• [PROVIDED ENTRIES]:
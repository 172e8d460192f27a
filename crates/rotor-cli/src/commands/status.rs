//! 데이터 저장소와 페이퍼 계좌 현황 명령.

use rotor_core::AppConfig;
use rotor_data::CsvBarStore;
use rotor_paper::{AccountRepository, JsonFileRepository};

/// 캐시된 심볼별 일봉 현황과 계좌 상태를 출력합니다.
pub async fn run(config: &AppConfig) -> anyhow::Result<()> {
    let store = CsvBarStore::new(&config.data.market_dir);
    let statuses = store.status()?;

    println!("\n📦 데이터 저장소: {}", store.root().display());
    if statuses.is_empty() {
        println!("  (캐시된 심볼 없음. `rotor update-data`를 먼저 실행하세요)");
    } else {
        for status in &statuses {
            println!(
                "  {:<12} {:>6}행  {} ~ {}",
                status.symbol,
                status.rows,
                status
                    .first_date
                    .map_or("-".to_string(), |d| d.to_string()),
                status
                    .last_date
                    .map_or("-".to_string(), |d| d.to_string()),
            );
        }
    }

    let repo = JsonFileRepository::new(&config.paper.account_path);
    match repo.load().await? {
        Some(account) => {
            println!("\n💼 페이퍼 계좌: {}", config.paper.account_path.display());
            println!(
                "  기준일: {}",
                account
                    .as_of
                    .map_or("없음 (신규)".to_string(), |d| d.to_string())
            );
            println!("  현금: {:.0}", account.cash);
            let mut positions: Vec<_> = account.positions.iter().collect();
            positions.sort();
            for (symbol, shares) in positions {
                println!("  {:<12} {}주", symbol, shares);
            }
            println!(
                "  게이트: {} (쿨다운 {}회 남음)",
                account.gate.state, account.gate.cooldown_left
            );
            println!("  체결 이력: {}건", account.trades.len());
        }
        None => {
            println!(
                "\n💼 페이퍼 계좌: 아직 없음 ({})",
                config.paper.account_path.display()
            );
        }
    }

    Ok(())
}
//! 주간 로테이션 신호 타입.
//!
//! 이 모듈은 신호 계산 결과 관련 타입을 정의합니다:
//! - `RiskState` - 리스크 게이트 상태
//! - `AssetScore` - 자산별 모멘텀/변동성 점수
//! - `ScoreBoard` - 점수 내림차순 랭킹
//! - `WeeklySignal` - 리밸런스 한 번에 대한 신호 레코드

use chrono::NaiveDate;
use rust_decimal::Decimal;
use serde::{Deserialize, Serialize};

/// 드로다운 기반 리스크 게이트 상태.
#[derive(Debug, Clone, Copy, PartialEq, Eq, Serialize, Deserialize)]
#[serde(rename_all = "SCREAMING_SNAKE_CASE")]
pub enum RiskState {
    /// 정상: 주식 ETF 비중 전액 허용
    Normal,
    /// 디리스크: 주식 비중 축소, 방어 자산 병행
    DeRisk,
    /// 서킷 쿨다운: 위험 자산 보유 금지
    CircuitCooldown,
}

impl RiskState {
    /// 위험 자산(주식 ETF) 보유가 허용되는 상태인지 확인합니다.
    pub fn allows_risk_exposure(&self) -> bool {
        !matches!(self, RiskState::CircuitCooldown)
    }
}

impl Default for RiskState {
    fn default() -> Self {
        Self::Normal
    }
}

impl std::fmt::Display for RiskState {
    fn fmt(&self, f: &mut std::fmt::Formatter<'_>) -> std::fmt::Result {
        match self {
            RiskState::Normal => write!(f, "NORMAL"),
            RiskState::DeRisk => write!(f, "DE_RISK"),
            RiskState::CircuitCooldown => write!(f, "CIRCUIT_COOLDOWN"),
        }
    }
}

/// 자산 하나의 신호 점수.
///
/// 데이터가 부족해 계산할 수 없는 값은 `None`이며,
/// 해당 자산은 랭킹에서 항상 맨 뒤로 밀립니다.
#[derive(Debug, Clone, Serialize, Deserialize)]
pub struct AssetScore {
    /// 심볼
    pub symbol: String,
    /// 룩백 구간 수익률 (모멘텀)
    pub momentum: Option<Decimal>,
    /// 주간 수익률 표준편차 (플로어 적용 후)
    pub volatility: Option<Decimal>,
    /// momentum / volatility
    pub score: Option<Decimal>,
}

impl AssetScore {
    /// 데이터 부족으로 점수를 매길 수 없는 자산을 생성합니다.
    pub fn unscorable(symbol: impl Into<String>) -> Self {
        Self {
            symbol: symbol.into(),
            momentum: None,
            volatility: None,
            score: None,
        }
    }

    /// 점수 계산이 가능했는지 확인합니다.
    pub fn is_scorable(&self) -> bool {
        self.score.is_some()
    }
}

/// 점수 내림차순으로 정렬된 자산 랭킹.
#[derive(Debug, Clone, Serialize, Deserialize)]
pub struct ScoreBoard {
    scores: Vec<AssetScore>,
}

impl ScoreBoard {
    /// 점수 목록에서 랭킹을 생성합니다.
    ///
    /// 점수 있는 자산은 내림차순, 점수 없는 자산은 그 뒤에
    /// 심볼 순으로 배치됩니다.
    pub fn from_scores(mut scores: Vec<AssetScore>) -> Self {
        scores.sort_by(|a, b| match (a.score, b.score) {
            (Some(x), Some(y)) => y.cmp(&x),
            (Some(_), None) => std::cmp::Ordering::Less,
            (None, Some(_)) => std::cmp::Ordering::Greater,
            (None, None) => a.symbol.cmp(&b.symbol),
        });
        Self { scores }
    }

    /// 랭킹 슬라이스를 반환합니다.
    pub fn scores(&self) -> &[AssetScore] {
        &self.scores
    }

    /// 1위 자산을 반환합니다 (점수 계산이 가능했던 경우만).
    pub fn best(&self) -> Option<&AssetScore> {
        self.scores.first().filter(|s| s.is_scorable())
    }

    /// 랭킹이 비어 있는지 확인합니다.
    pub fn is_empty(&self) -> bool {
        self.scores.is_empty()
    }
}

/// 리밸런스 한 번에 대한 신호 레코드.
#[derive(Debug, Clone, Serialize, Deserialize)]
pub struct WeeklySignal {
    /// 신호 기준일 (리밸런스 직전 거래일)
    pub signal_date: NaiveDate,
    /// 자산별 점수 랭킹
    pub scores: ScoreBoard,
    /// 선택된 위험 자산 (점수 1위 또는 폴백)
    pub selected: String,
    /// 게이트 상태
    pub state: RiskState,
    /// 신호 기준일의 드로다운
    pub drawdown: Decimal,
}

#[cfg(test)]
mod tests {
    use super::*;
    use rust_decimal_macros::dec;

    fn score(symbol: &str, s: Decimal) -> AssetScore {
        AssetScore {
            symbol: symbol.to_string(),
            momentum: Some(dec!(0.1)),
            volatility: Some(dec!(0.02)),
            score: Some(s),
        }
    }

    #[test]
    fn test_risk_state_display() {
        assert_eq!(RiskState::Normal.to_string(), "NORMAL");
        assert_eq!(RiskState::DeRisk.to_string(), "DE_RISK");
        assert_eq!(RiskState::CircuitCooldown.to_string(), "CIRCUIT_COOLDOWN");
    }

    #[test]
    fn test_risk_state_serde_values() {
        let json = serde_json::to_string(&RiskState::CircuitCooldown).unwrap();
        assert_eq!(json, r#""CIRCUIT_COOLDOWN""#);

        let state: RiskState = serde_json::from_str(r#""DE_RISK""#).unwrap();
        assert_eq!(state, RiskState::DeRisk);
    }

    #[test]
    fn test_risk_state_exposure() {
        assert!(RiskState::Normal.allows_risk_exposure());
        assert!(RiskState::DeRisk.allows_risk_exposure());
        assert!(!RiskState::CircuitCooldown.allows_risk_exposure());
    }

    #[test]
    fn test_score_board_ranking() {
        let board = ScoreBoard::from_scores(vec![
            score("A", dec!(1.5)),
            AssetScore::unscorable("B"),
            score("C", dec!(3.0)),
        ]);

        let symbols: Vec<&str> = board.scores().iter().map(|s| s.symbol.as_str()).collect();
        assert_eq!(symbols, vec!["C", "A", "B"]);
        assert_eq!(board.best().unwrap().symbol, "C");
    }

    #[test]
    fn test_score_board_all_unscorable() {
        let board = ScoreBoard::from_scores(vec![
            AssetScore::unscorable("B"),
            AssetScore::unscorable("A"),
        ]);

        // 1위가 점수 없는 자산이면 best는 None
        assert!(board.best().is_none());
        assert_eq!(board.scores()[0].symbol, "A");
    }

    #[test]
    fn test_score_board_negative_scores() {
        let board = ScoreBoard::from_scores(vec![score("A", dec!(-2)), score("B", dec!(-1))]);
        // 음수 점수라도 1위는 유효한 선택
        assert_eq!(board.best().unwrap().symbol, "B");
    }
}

• [EXERCISE DETAILS]: Repeat each line of the data above, exactly as it appears, from the first through the line that contains "let repo = JsonFileRepository::new(&config.paper.account_path);".

• [SOLUTION BELOW]:
repository 172e8d460192f27a
filename crates/rotor-cli/src/commands/status.rs
//! 데이터 저장소와 페이퍼 계좌 현황 명령.

use rotor_core::AppConfig;
use rotor_data::CsvBarStore;
use rotor_paper::{AccountRepository, JsonFileRepository};

/// 캐시된 심볼별 일봉 현황과 계좌 상태를 출력합니다.
pub async fn run(config: &AppConfig) -> anyhow::Result<()> {
    let store = CsvBarStore::new(&config.data.market_dir);
    let statuses = store.status()?;

    println!("\n📦 데이터 저장소: {}", store.root().display());
    if statuses.is_empty() {
        println!("  (캐시된 심볼 없음. `rotor update-data`를 먼저 실행하세요)");
    } else {
        for status in &statuses {
            println!(
                "  {:<12} {:>6}행  {} ~ {}",
                status.symbol,
                status.rows,
                status
                    .first_date
                    .map_or("-".to_string(), |d| d.to_string()),
                status
                    .last_date
                    .map_or("-".to_string(), |d| d.to_string()),
            );
        }
    }

    let repo = JsonFileRepository::new(&config.paper.account_path);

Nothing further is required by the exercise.